** Records supplied **
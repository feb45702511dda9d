/// Raw image moments of a pixel region, accumulated during labeling.
#[derive(Clone, Copy, Debug, Default)]
pub struct RawMoments {
    pub m00: f64,
    pub m10: f64,
    pub m01: f64,
    pub m20: f64,
    pub m02: f64,
    pub m11: f64,
}

impl RawMoments {
    pub fn accumulate(&mut self, x: f64, y: f64) {
        self.m00 += 1.0;
        self.m10 += x;
        self.m01 += y;
        self.m20 += x * x;
        self.m02 += y * y;
        self.m11 += x * y;
    }
}

/// Equivalent ellipse of a pixel region, from its second-order central moments.
#[derive(Clone, Copy, Debug)]
pub struct EllipseFit {
    /// Centroid in pixel coordinates (x, y).
    pub center: (f64, f64),
    pub major_axis: f64,
    pub minor_axis: f64,
    /// Major-axis orientation in degrees, normalized to [0, 180).
    pub angle_deg: f64,
}

/// Fit the moments-equivalent ellipse of a region.
///
/// Axis lengths follow the regionprops convention: 4 * sqrt of the covariance
/// eigenvalues, with a 1/12 per-pixel term accounting for the unit-square
/// extent of each pixel. Returns `None` for empty or degenerate regions.
pub fn moments_ellipse(m: &RawMoments) -> Option<EllipseFit> {
    if m.m00 <= 0.0 {
        return None;
    }
    let cx = m.m10 / m.m00;
    let cy = m.m01 / m.m00;
    let mu20 = m.m20 / m.m00 - cx * cx + 1.0 / 12.0;
    let mu02 = m.m02 / m.m00 - cy * cy + 1.0 / 12.0;
    let mu11 = m.m11 / m.m00 - cx * cy;

    let common = ((mu20 - mu02).powi(2) + 4.0 * mu11 * mu11).sqrt();
    let lambda_max = (mu20 + mu02 + common) / 2.0;
    let lambda_min = (mu20 + mu02 - common) / 2.0;
    if lambda_min <= 0.0 {
        return None;
    }

    let mut angle_deg = (0.5 * (2.0 * mu11).atan2(mu20 - mu02)).to_degrees();
    if angle_deg < 0.0 {
        angle_deg += 180.0;
    }

    Some(EllipseFit {
        center: (cx, cy),
        major_axis: 4.0 * lambda_max.sqrt(),
        minor_axis: 4.0 * lambda_min.sqrt(),
        angle_deg,
    })
}

type Circle = ((f64, f64), f64);

fn dist(a: (f64, f64), b: (f64, f64)) -> f64 {
    ((a.0 - b.0).powi(2) + (a.1 - b.1).powi(2)).sqrt()
}

fn contains(circle: &Circle, p: (f64, f64)) -> bool {
    dist(circle.0, p) <= circle.1 + 1e-7
}

fn circle_from_two(a: (f64, f64), b: (f64, f64)) -> Circle {
    (((a.0 + b.0) / 2.0, (a.1 + b.1) / 2.0), dist(a, b) / 2.0)
}

fn circle_from_three(a: (f64, f64), b: (f64, f64), c: (f64, f64)) -> Option<Circle> {
    let d = 2.0 * (a.0 * (b.1 - c.1) + b.0 * (c.1 - a.1) + c.0 * (a.1 - b.1));
    if d.abs() < 1e-12 {
        return None;
    }
    let a2 = a.0 * a.0 + a.1 * a.1;
    let b2 = b.0 * b.0 + b.1 * b.1;
    let c2 = c.0 * c.0 + c.1 * c.1;
    let ux = (a2 * (b.1 - c.1) + b2 * (c.1 - a.1) + c2 * (a.1 - b.1)) / d;
    let uy = (a2 * (c.0 - b.0) + b2 * (a.0 - c.0) + c2 * (b.0 - a.0)) / d;
    let center = (ux, uy);
    Some((center, dist(center, a)))
}

/// Largest pairwise diametric circle, the fallback for collinear triples.
fn widest_pair_circle(a: (f64, f64), b: (f64, f64), c: (f64, f64)) -> Circle {
    let mut best = circle_from_two(a, b);
    for candidate in [circle_from_two(a, c), circle_from_two(b, c)] {
        if candidate.1 > best.1 {
            best = candidate;
        }
    }
    best
}

/// Minimal enclosing circle of a point set (Welzl's incremental scheme,
/// deterministic insertion order). Returns `(center, radius)`, or `None`
/// for an empty set. A single point yields radius 0.
pub fn min_enclosing_circle(points: &[(f64, f64)]) -> Option<Circle> {
    let &first = points.first()?;
    let mut circle: Circle = (first, 0.0);

    for (i, &p) in points.iter().enumerate().skip(1) {
        if contains(&circle, p) {
            continue;
        }
        circle = (p, 0.0);
        for (j, &q) in points[..i].iter().enumerate() {
            if contains(&circle, q) {
                continue;
            }
            circle = circle_from_two(p, q);
            for &r in &points[..j] {
                if contains(&circle, r) {
                    continue;
                }
                circle = circle_from_three(p, q, r).unwrap_or_else(|| widest_pair_circle(p, q, r));
            }
        }
    }
    Some(circle)
}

** What to produce **
The full set of entries above should be given again exactly.

** Expected output **
repository feb45702511dda9d
/// Raw image moments of a pixel region, accumulated during labeling.
#[derive(Clone, Copy, Debug, Default)]
pub struct RawMoments {
    pub m00: f64,
    pub m10: f64,
    pub m01: f64,
    pub m20: f64,
    pub m02: f64,
    pub m11: f64,
}

impl RawMoments {
    pub fn accumulate(&mut self, x: f64, y: f64) {
        self.m00 += 1.0;
        self.m10 += x;
        self.m01 += y;
        self.m20 += x * x;
        self.m02 += y * y;
        self.m11 += x * y;
    }
}

/// Equivalent ellipse of a pixel region, from its second-order central moments.
#[derive(Clone, Copy, Debug)]
pub struct EllipseFit {
    /// Centroid in pixel coordinates (x, y).
    pub center: (f64, f64),
    pub major_axis: f64,
    pub minor_axis: f64,
    /// Major-axis orientation in degrees, normalized to [0, 180).
    pub angle_deg: f64,
}

/// Fit the moments-equivalent ellipse of a region.
///
/// Axis lengths follow the regionprops convention: 4 * sqrt of the covariance
/// eigenvalues, with a 1/12 per-pixel term accounting for the unit-square
/// extent of each pixel. Returns `None` for empty or degenerate regions.
pub fn moments_ellipse(m: &RawMoments) -> Option<EllipseFit> {
    if m.m00 <= 0.0 {
        return None;
    }
    let cx = m.m10 / m.m00;
    let cy = m.m01 / m.m00;
    let mu20 = m.m20 / m.m00 - cx * cx + 1.0 / 12.0;
    let mu02 = m.m02 / m.m00 - cy * cy + 1.0 / 12.0;
    let mu11 = m.m11 / m.m00 - cx * cy;

    let common = ((mu20 - mu02).powi(2) + 4.0 * mu11 * mu11).sqrt();
    let lambda_max = (mu20 + mu02 + common) / 2.0;
    let lambda_min = (mu20 + mu02 - common) / 2.0;
    if lambda_min <= 0.0 {
        return None;
    }

    let mut angle_deg = (0.5 * (2.0 * mu11).atan2(mu20 - mu02)).to_degrees();
    if angle_deg < 0.0 {
        angle_deg += 180.0;
    }

    Some(EllipseFit {
        center: (cx, cy),
        major_axis: 4.0 * lambda_max.sqrt(),
        minor_axis: 4.0 * lambda_min.sqrt(),
        angle_deg,
    })
}

type Circle = ((f64, f64), f64);

fn dist(a: (f64, f64), b: (f64, f64)) -> f64 {
    ((a.0 - b.0).powi(2) + (a.1 - b.1).powi(2)).sqrt()
}

fn contains(circle: &Circle, p: (f64, f64)) -> bool {
    dist(circle.0, p) <= circle.1 + 1e-7
}

fn circle_from_two(a: (f64, f64), b: (f64, f64)) -> Circle {
    (((a.0 + b.0) / 2.0, (a.1 + b.1) / 2.0), dist(a, b) / 2.0)
}

fn circle_from_three(a: (f64, f64), b: (f64, f64), c: (f64, f64)) -> Option<Circle> {
    let d = 2.0 * (a.0 * (b.1 - c.1) + b.0 * (c.1 - a.1) + c.0 * (a.1 - b.1));
    if d.abs() < 1e-12 {
        return None;
    }
    let a2 = a.0 * a.0 + a.1 * a.1;
    let b2 = b.0 * b.0 + b.1 * b.1;
    let c2 = c.0 * c.0 + c.1 * c.1;
    let ux = (a2 * (b.1 - c.1) + b2 * (c.1 - a.1) + c2 * (a.1 - b.1)) / d;
    let uy = (a2 * (c.0 - b.0) + b2 * (a.0 - c.0) + c2 * (b.0 - a.0)) / d;
    let center = (ux, uy);
    Some((center, dist(center, a)))
}

/// Largest pairwise diametric circle, the fallback for collinear triples.
fn widest_pair_circle(a: (f64, f64), b: (f64, f64), c: (f64, f64)) -> Circle {
    let mut best = circle_from_two(a, b);
    for candidate in [circle_from_two(a, c), circle_from_two(b, c)] {
        if candidate.1 > best.1 {
            best = candidate;
        }
    }
    best
}

/// Minimal enclosing circle of a point set (Welzl's incremental scheme,
/// deterministic insertion order). Returns `(center, radius)`, or `None`
/// for an empty set. A single point yields radius 0.
pub fn min_enclosing_circle(points: &[(f64, f64)]) -> Option<Circle> {
    let &first = points.first()?;
    let mut circle: Circle = (first, 0.0);

    for (i, &p) in points.iter().enumerate().skip(1) {
        if contains(&circle, p) {
            continue;
        }
        circle = (p, 0.0);
        for (j, &q) in points[..i].iter().enumerate() {
            if contains(&circle, q) {
                continue;
            }
            circle = circle_from_two(p, q);
            for &r in &points[..j] {
                if contains(&circle, r) {
                    continue;
                }
                circle = circle_from_three(p, q, r).unwrap_or_else(|| widest_pair_circle(p, q, r));
            }
        }
    }
    Some(circle)
}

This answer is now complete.